Le débriefing post-nav. Vingt minutes avec l'équipage, livre ouvert, à reparcourir les moments clés : ce qui a bien marché, la manœuvre ratée, la décision météo discutable. C'est le meilleur accélérateur de progression collective, et il ne coûte rien.

L'historique annuel. En fin de saison, agréger tous les relevés donne des chiffres qui motivent et qui informent : total de milles, heures moteur, plus longue traversée, jours en mer. Ces statistiques servent à préparer l'entretien hivernal et la saison suivante.

La consultation au moment du choix. Revenir dans une baie où vous avez déjà mouillé ? Un coup d'œil au livre vous rappelle où l'ancre tenait, par quel vent, et ce qu'il fallait éviter. La mémoire du livre devient un atout de navigation à part entière.
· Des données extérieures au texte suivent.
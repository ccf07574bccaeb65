use crate::Result;
use crate::auth::TokenIssuer;
use crate::harvest::{FetchOutcome, Fetcher, Target};
use chrono::{DateTime, Utc};
use ohno::EnrichableExt;
use reqwest::StatusCode;
use reqwest::header::HeaderMap;
use serde::Serialize;
use std::sync::Arc;

const LOG_TARGET: &str = "      rate";

/// Quota reported by the API.
#[derive(Debug, Clone, Copy, PartialEq, Eq, Serialize)]
pub struct RateLimitSnapshot {
    /// Requests allowed per window
    pub limit: u64,

    /// Requests left in the current window
    pub remaining: u64,

    /// When the current window resets
    pub reset: DateTime<Utc>,
}

impl RateLimitSnapshot {
    /// Read the `X-RateLimit-*` headers; `None` unless all three are present and numeric.
    #[must_use]
    pub fn from_headers(headers: &HeaderMap) -> Option<Self> {
        let number = |name: &str| headers.get(name)?.to_str().ok()?.trim().parse::<u64>().ok();

        let limit = number("x-ratelimit-limit")?;
        let remaining = number("x-ratelimit-remaining")?;
        let reset = DateTime::from_timestamp(i64::try_from(number("x-ratelimit-reset")?).ok()?, 0)?;

        Some(Self { limit, remaining, reset })
    }
}

/// What a quota probe found out.
#[derive(Debug)]
enum Probe {
    /// The deployment does not do rate limiting, or does not say
    Disabled,

    Limits(RateLimitSnapshot),

    /// The credential was rejected outright
    Unauthorized,

    /// The probe itself failed; the quota is unknown
    Unavailable,
}

/// Checks the remaining quota before each cycle and refreshes installation tokens.
///
/// The credential moves `VALID -> REFRESHING -> VALID` when the reported limit is under the floor,
/// or `REFRESHING -> FAILED` when no new token can be obtained, which aborts the cycle. Refresh only
/// ever happens here, synchronously, at the start of a cycle.
#[derive(Debug)]
pub struct RateMonitor {
    fetcher: Fetcher,
    probe: Target,
    floor: u64,
    issuer: Option<Arc<dyn TokenIssuer>>,
}

impl RateMonitor {
    #[must_use]
    pub fn new(fetcher: Fetcher, probe: Target, floor: u64, issuer: Option<Arc<dyn TokenIssuer>>) -> Self {
        Self {
            fetcher,
            probe,
            floor,
            issuer,
        }
    }

    /// Probe the quota, refreshing the credential first if it is due.
    ///
    /// Returns the latest quota, or `None` when the deployment does not report one.
    ///
    /// # Errors
    ///
    /// Returns an error if a refresh was due and failed.
    pub async fn check_and_refresh(&self) -> Result<Option<RateLimitSnapshot>> {
        let probe = self.probe().await;

        let Some(issuer) = &self.issuer else {
            return Ok(snapshot_of(probe));
        };

        let due = match &probe {
            Probe::Limits(snapshot) => snapshot.limit < self.floor,
            Probe::Unauthorized => true,
            Probe::Disabled | Probe::Unavailable => false,
        };

        if !due {
            return Ok(snapshot_of(probe));
        }

        log::info!(target: LOG_TARGET, "refreshing installation token (reported {probe:?}, floor {})", self.floor);

        let token = issuer
            .issue()
            .await
            .map_err(|e| e.enrich_with(|| "refreshing the installation token".to_string()))?;
        self.fetcher.credential().replace(&token)?;

        let refreshed = self.probe().await;
        if let Probe::Limits(snapshot) = &refreshed
            && snapshot.limit < self.floor
        {
            log::warn!(
                target: LOG_TARGET,
                "limit is still {} after refreshing the token, below the floor of {}",
                snapshot.limit,
                self.floor
            );
        }

        Ok(snapshot_of(refreshed))
    }

    async fn probe(&self) -> Probe {
        let result = self.fetcher.fetch(self.probe.clone()).await;
        let status = result.status();

        match result.into_parts().1 {
            FetchOutcome::Success {
                rate_limit: Some(snapshot), ..
            }
            | FetchOutcome::RateLimited(Some(snapshot)) => {
                log::debug!(
                    target: LOG_TARGET,
                    "limit {}, remaining {}, resets at {}",
                    snapshot.limit,
                    snapshot.remaining,
                    snapshot.reset
                );
                Probe::Limits(snapshot)
            }
            FetchOutcome::Success { rate_limit: None, .. } => {
                log::warn!(target: LOG_TARGET, "rate limit response carried no X-RateLimit headers");
                Probe::Disabled
            }
            FetchOutcome::NotFound => {
                log::info!(target: LOG_TARGET, "rate limiting is not enabled on this API");
                Probe::Disabled
            }
            FetchOutcome::Failed(_) if status == Some(StatusCode::UNAUTHORIZED) => {
                log::warn!(target: LOG_TARGET, "credential was rejected by the rate limit endpoint");
                Probe::Unauthorized
            }
            FetchOutcome::Failed(e) => {
                log::warn!(target: LOG_TARGET, "unable to obtain rate limit data: {e:#}");
                Probe::Unavailable
            }
            FetchOutcome::RateLimited(None) | FetchOutcome::Aborted => {
                log::warn!(target: LOG_TARGET, "rate limit endpoint refused the request without reporting limits");
                Probe::Unavailable
            }
        }
    }
}

fn snapshot_of(probe: Probe) -> Option<RateLimitSnapshot> {
    match probe {
        Probe::Limits(snapshot) => Some(snapshot),
        Probe::Disabled | Probe::Unauthorized | Probe::Unavailable => None,
    }
}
Papier ou numérique : que choisir

Le débat est moins tranché qu'il n'y paraît, parce que les deux supports ne servent pas exactement à la même chose. Pour l'opérationnel — saisie rapide, position automatique, calcul des statistiques, partage, export — le numérique gagne nettement : il enregistre sans effort ce qu'on oublierait d'écrire à la main.

Le papier, lui, garde une vraie valeur sur trois points : la carte de secours obligatoire à bord, qui reste lisible quand l'électronique tombe ; la formation initiale, où écrire à la main ancre les réflexes ; et l'objet souvenir, ce carnet taché de sel qu'on relit des années plus tard. Beaucoup de skippers gardent les deux — numérique pour le quotidien, papier comme filet et comme mémoire.

Comment Ekynavy structure le livre de bord

Ekynavy a été pensé autour de cette idée simple : un livre de bord ne doit rien vous coûter à tenir, et tout vous rendre à la relecture. Concrètement :

  • Tracking GPS automatique (un point toutes les 10 à 30 secondes) : la trame de la nav s'enregistre seule, même en arrière-plan.
  • Huit types de logs structurés — quart, météo, moteur, voiles, équipage, waypoints, incidents, observations — saisis en quelques secondes plutôt que rédigés.
  • Météo intégrée (BMS et fichiers GRIB consultables hors ligne) directement rattachée à la navigation en cours.
  • Partage équipage entre co-skippers : chacun renseigne ses quarts depuis son téléphone, avec synchronisation automatique.
  • Export PDF propre pour l'assurance, la revente ou un contrôle, généré depuis vos données réelles.
  • Statistiques agrégées : total de milles, heures moteur, plus longue traversée, calculés automatiquement saison après saison.
  • Offline-first : tout fonctionne sans réseau et se synchronise au retour de la connexion — parce qu'un livre de bord qui s'arrête là où finit la 4G ne sert à rien.

Le numérique ne remplace pas la discipline du livre de bord : il la rend tenable. C'est tout l'enjeu, et c'est ce qui sépare un carnet qu'on abandonne au bout de trois sorties d'un historique qu'on relit avec plaisir des années plus tard.